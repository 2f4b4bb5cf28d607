//! Dashboard statistics models

use serde::{Deserialize, Serialize};

/// Tenant-wide snapshot shown on the city manager dashboard.
///
/// Computed fresh for every request.
#[derive(Debug, Clone, Default, PartialEq, Serialize, Deserialize)]
pub struct DashboardStats {
    pub users: UserStats,
    pub departments: DepartmentStats,
    pub fiscal_year: FiscalYearStats,
    pub strategic_plans: PlanStats,
    pub activity: ActivityStats,
}

#[derive(Debug, Clone, Copy, Default, PartialEq, Eq, Serialize, Deserialize)]
pub struct UserStats {
    pub total: u64,
    pub active: u64,
    pub inactive: u64,
}

impl UserStats {
    pub fn from_counts(total: u64, active: u64) -> Self {
        Self {
            total,
            active,
            inactive: total.saturating_sub(active),
        }
    }
}

#[derive(Debug, Clone, Copy, Default, PartialEq, Eq, Serialize, Deserialize)]
pub struct DepartmentStats {
    pub total: u64,
}

#[derive(Debug, Clone, Default, PartialEq, Eq, Serialize, Deserialize)]
pub struct FiscalYearStats {
    /// Label of the most recent active fiscal year, if any is flagged active
    pub current: Option<String>,
}

#[derive(Debug, Clone, Copy, Default, PartialEq, Eq, Serialize, Deserialize)]
pub struct PlanStats {
    pub total: u64,
    pub draft: u64,
    pub submitted: u64,
    pub approved: u64,
}

impl PlanStats {
    /// Fold `(status, count)` rows into the tracked buckets.
    ///
    /// Statuses outside draft/submitted/approved only count toward the total.
    pub fn from_status_counts<I, S>(rows: I) -> Self
    where
        I: IntoIterator<Item = (S, u64)>,
        S: AsRef<str>,
    {
        rows.into_iter().fold(Self::default(), |mut stats, (status, count)| {
            stats.total += count;
            match status.as_ref() {
                "draft" => stats.draft += count,
                "submitted" => stats.submitted += count,
                "approved" => stats.approved += count,
                _ => {}
            }
            stats
        })
    }
}

#[derive(Debug, Clone, Copy, Default, PartialEq, Eq, Serialize, Deserialize)]
pub struct ActivityStats {
    /// Audit entries created within the last 24 hours
    pub last_24_hours: u64,
}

------------

## Problem statement
Only one stretch is wanted, so please give again exactly the lines from the start of the data through the line containing "for every request.", both ends included.

## Response to this task
repository 2f4b4bb5cf28d607
//! Dashboard statistics models

use serde::{Deserialize, Serialize};

/// Tenant-wide snapshot shown on the city manager dashboard.
///
/// Computed fresh for every request.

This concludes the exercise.